The National Council on Aging (NCOA) and Bank of America Charitable Foundation today announced an initiative to promote financial literacy for older adults. The effort draws upon the unique strengths of both banking and aging services to deliver financial education to at least 5,000 seniors.

Approximately one third of senior households has no money left at the end of each month or is in debt after meeting basic expenses. The average credit card debt among adults aged 65+ is over $10,000, and 14% of seniors retire with a negative net worth.

With support from the Foundation, NCOA has developed the Savvy Saving Seniors™ toolkits to help professionals educate seniors about good money skills. The modules help teach older adults how to budget, avoid financial scams, and apply for benefits that can help them remain healthy and independent.

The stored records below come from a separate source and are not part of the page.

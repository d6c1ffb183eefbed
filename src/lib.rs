//! transit3d
//!
//! A minimal real-time 3D scene renderer. Objects are declared by name with a
//! sparse set of attributes; every change becomes a timed transition that is
//! interpolated frame by frame. Objects can be grouped so that they inherit
//! their parent's transform, and transparent objects are drawn back to front.
//! Rendering runs on wgpu, natively and on the web.
//!
//! High-level modules
//! - `scene`: the public facade: add, move, delete, camera, light
//! - `data_structures`: object state, patches, transforms, models, textures
//!   and the group hierarchy
//! - `transition`: attribute interpolation and per-frame clock advance
//! - `schedule`: deferred command queue
//! - `render`: per-frame drawing: visibility, ordering, blending
//! - `backend`: the draw interface and a recording implementation
//! - `resources`: built-in geometry, normals, texture preparation and the
//!   upload cache
//! - `camera`: projection helpers
//! - `context`: wgpu surface/device context implementing the backend
//! - `pipelines`: shader, bind group layouts and render pipelines
//! - `flow`: window and event loop
//!

pub mod backend;
pub mod camera;
pub mod context;
pub mod data_structures;
pub mod error;
pub mod flow;
pub mod pipelines;
pub mod render;
pub mod resources;
pub mod scene;
pub mod schedule;
pub mod transition;

// Re-exports commonly used types for convenience in downstream code.
pub use backend::{RenderBackend, recording::RecordingBackend};
pub use cgmath;
pub use data_structures::{
    model::Model,
    object::{Field, Mode, ObjectKind, ObjectPatch},
    texture::TextureImage,
};
pub use error::SceneError;
pub use scene::{Scene, SceneConfig};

This initiative will provide training materials and support to NCOA’s network of senior centers and economic security centers to deliver the modules in three key areas–Boston, Houston, and upstate New York.

“Making informed and successful economic decisions is essential to achieving financial security,” said Sandra Nathan, NCOA’s senior vice president for economic security. “Our ongoing partnership with the Bank of America Charitable Foundation will ensure that professionals in aging know about and use these tools to improve the financial well-being of those they serve.”

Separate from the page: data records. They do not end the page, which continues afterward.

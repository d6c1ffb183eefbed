//! Application event loop.
//!
//! [`run`] opens a window, builds the wgpu [`Context`] and hands a
//! [`Scene`] to a setup closure. Afterwards every redraw calls
//! [`Scene::draw`] with the milliseconds elapsed since startup and requests
//! the next frame.
//!
//! Natively the context is created by blocking on a tokio runtime. On the web
//! initialization is spawned and the finished context comes back to the event
//! loop as a user event.

use std::{fmt::Debug, sync::Arc};

use instant::Instant;
use winit::{
    application::ApplicationHandler,
    event::WindowEvent,
    event_loop::{ActiveEventLoop, EventLoop},
    window::Window,
};

use crate::{
    context::Context,
    scene::{Scene, SceneConfig},
};

#[cfg(target_arch = "wasm32")]
use wasm_bindgen::prelude::*;

type Setup = Box<dyn FnOnce(&mut Scene<Context>)>;

pub(crate) enum FlowEvent {
    #[allow(dead_code)]
    Initialized(Box<Context>),
    #[allow(dead_code)]
    Failed(String),
}

impl Debug for FlowEvent {
    fn fmt(&self, f: &mut std::fmt::Formatter<'_>) -> std::fmt::Result {
        match self {
            Self::Initialized(_) => f.write_str("Initialized(Context)"),
            Self::Failed(e) => f.debug_tuple("Failed").field(e).finish(),
        }
    }
}

pub struct App {
    #[cfg(not(target_arch = "wasm32"))]
    async_runtime: tokio::runtime::Runtime,
    #[allow(dead_code)]
    proxy: winit::event_loop::EventLoopProxy<FlowEvent>,
    config: Option<SceneConfig>,
    setup: Option<Setup>,
    scene: Option<Scene<Context>>,
    start: Instant,
}

impl App {
    fn new(
        event_loop: &EventLoop<FlowEvent>,
        config: SceneConfig,
        setup: Setup,
    ) -> anyhow::Result<Self> {
        let proxy = event_loop.create_proxy();
        #[cfg(not(target_arch = "wasm32"))]
        let async_runtime = tokio::runtime::Runtime::new()?;
        Ok(Self {
            #[cfg(not(target_arch = "wasm32"))]
            async_runtime,
            proxy,
            config: Some(config),
            setup: Some(setup),
            scene: None,
            start: Instant::now(),
        })
    }

    fn initialized(&mut self, ctx: Context) {
        let size = ctx.window().inner_size();
        let config = self.config.take().unwrap_or_default();
        let mut scene = Scene::new(ctx, config);
        scene.resize(size.width, size.height);
        if let Some(setup) = self.setup.take() {
            setup(&mut scene);
        }
        scene.backend().window().request_redraw();
        self.start = Instant::now();
        self.scene = Some(scene);
    }
}

impl ApplicationHandler<FlowEvent> for App {
    fn resumed(&mut self, event_loop: &ActiveEventLoop) {
        if self.scene.is_some() || self.setup.is_none() {
            return;
        }

        #[allow(unused_mut)]
        let mut window_attributes = Window::default_attributes().with_title("transit3d");

        #[cfg(target_arch = "wasm32")]
        {
            use wasm_bindgen::JsCast;
            use winit::platform::web::WindowAttributesExtWebSys;

            const CANVAS_ID: &str = "canvas";

            let window = wgpu::web_sys::window().unwrap_throw();
            let document = window.document().unwrap_throw();
            let canvas = document.get_element_by_id(CANVAS_ID).unwrap_throw();
            let html_canvas_element = canvas.unchecked_into();
            window_attributes = window_attributes.with_canvas(Some(html_canvas_element));
        }

        let window = match event_loop.create_window(window_attributes) {
            Ok(window) => Arc::new(window),
            Err(e) => {
                log::error!("Could not create a window: {}", e);
                event_loop.exit();
                return;
            }
        };

        #[cfg(not(target_arch = "wasm32"))]
        {
            match self.async_runtime.block_on(Context::new(window)) {
                Ok(ctx) => self.initialized(ctx),
                Err(e) => {
                    log::error!("Could not initialize the renderer: {:#}", e);
                    event_loop.exit();
                }
            }
        }

        #[cfg(target_arch = "wasm32")]
        {
            let proxy = self.proxy.clone();
            wasm_bindgen_futures::spawn_local(async move {
                let event = match Context::new(window).await {
                    Ok(ctx) => FlowEvent::Initialized(Box::new(ctx)),
                    Err(e) => FlowEvent::Failed(format!("{:#}", e)),
                };
                if proxy.send_event(event).is_err() {
                    log::error!("event loop closed before the renderer was ready");
                }
            });
        }
    }

    fn user_event(&mut self, event_loop: &ActiveEventLoop, event: FlowEvent) {
        match event {
            // This is the message from our wasm `spawn_local`
            FlowEvent::Initialized(ctx) => self.initialized(*ctx),
            FlowEvent::Failed(e) => {
                log::error!("Could not initialize the renderer: {}", e);
                event_loop.exit();
            }
        }
    }

    fn window_event(
        &mut self,
        event_loop: &ActiveEventLoop,
        _window_id: winit::window::WindowId,
        event: WindowEvent,
    ) {
        let scene = match &mut self.scene {
            Some(scene) => scene,
            None => return,
        };

        match event {
            WindowEvent::CloseRequested => event_loop.exit(),
            WindowEvent::Resized(size) => {
                scene.backend_mut().resize(size.width, size.height);
                scene.resize(size.width, size.height);
            }
            WindowEvent::RedrawRequested => {
                let now = self.start.elapsed().as_secs_f64() * 1000.0;
                if let Err(e) = scene.draw(now) {
                    log::error!("Unable to render {:#}", e);
                    if let Some(wgpu::SurfaceError::OutOfMemory) = e.downcast_ref::<wgpu::SurfaceError>() {
                        event_loop.exit();
                        return;
                    }
                }
                scene.backend().window().request_redraw();
            }
            _ => {}
        }
    }
}

/// Open a window and render `setup`'s scene until the window is closed.
pub fn run(
    config: SceneConfig,
    setup: impl FnOnce(&mut Scene<Context>) + 'static,
) -> anyhow::Result<()> {
    #[cfg(not(target_arch = "wasm32"))]
    {
        if let Err(e) = env_logger::try_init() {
            println!("Warning: Could not initialize logger: {}", e);
        };
    }

    #[cfg(target_arch = "wasm32")]
    {
        console_log::init_with_level(log::Level::Info).unwrap_throw();
    }

    let event_loop: EventLoop<FlowEvent> = EventLoop::with_user_event().build()?;
    let mut app = App::new(&event_loop, config, Box::new(setup))?;

    event_loop.run_app(&mut app)?;

    Ok(())
}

The initiative also includes an innovative approach to volunteerism that encourages bank associates to provide financial education lessons at community organizations serving older adults.

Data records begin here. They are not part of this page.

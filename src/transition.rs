//! Time based interpolation between an object's `current` and `next` state.
//!
//! Every object carries its own clock (`elapsed`, in milliseconds) that runs
//! from zero to its `duration`. Attributes are interpolated linearly along
//! that clock; objects without a duration snap straight to their target.

use cgmath::{Matrix4, SquareMatrix, Vector3};

use crate::data_structures::{
    object::{Field, ObjectState},
    state::SceneState,
    transform::Transform,
};

/// Interpolate `field` between two states of the same object.
///
/// Exactly `current` at the start of a transition and exactly `next` at its
/// end; linear in between.
pub fn lerp(current: &ObjectState, next: &ObjectState, field: Field) -> f32 {
    let to = next.get(field);
    if next.duration <= 0.0 || next.elapsed >= next.duration {
        return to;
    }
    let from = current.get(field);
    if next.elapsed <= 0.0 {
        return from;
    }
    from + (to - from) * (next.elapsed / next.duration)
}

/// The value `field` of object `name` has at this point of its transition.
pub fn interpolate(state: &SceneState, name: &str, field: Field) -> Option<f32> {
    let next = state.next(name)?;
    let value = match state.current(name) {
        Some(current) => lerp(current, next, field),
        None => next.get(field),
    };
    Some(value)
}

/// Interpolated translation, rotation and scale of `name`.
pub fn interpolated_transform(state: &SceneState, name: &str) -> Option<Transform> {
    let field = |field| interpolate(state, name, field);
    Some(Transform {
        translation: Vector3::new(field(Field::X)?, field(Field::Y)?, field(Field::Z)?),
        rotation: Vector3::new(field(Field::Rx)?, field(Field::Ry)?, field(Field::Rz)?),
        scale: Vector3::new(field(Field::W)?, field(Field::H)?, field(Field::D)?),
    })
}

/// The object's own model matrix, without any group composition.
///
/// Unknown objects compose to the identity.
pub fn compose_transform(state: &SceneState, name: &str) -> Matrix4<f32> {
    interpolated_transform(state, name)
        .map(|transform| transform.to_matrix())
        .unwrap_or_else(Matrix4::identity)
}

/// Advance one object's clock by `dt` milliseconds, clamped to its duration.
pub fn tick(state: &mut SceneState, name: &str, dt: f32) {
    if let Some(object) = state.next_mut(name) {
        advance(object, dt);
    }
}

/// Advance every live object's clock by `dt` milliseconds.
pub fn tick_all(state: &mut SceneState, dt: f32) {
    state.objects_mut().for_each(|object| advance(object, dt));
}

fn advance(object: &mut ObjectState, dt: f32) {
    if object.elapsed < object.duration {
        object.elapsed += dt.max(0.0);
    }
    if object.elapsed > object.duration {
        object.elapsed = object.duration;
    }
}

#[cfg(test)]
mod tests {
    use super::*;
    use crate::data_structures::object::{ObjectKind, ObjectPatch};

    #[test]
    fn clock_never_passes_duration() {
        let mut state = SceneState::new();
        state
            .upsert("a", ObjectKind::Cube, &ObjectPatch::new().duration(100.0))
            .unwrap();
        tick(&mut state, "a", 60.0);
        tick(&mut state, "a", 60.0);
        assert_eq!(state.next("a").unwrap().elapsed, 100.0);
        tick(&mut state, "a", 60.0);
        assert_eq!(state.next("a").unwrap().elapsed, 100.0);
    }

    #[test]
    fn negative_deltas_do_not_rewind() {
        let mut state = SceneState::new();
        state
            .upsert("a", ObjectKind::Cube, &ObjectPatch::new().duration(100.0))
            .unwrap();
        tick(&mut state, "a", 30.0);
        tick(&mut state, "a", -10.0);
        assert_eq!(state.next("a").unwrap().elapsed, 30.0);
    }

    #[test]
    fn unknown_objects_compose_to_identity() {
        let state = SceneState::new();
        assert_eq!(compose_transform(&state, "ghost"), Matrix4::identity());
        assert_eq!(interpolate(&state, "ghost", Field::X), None);
    }
}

“Bank of America’s partnership with NCOA helps address some of the immediate needs of older adults who are trying to regain control of their financial situations,” said Kerry Sullivan, president of the Bank of America Charitable Foundation. “We’re excited to be linking our employees’ expertise and spirit of volunteerism with a population that needs additional support to achieve economic self-sufficiency.”

This financial education initiative complements an ongoing partnership between NCOA and the Foundation to provide one-on-one financial assistance for older adults in six communities across the U.S. that have been hard hit by the recession.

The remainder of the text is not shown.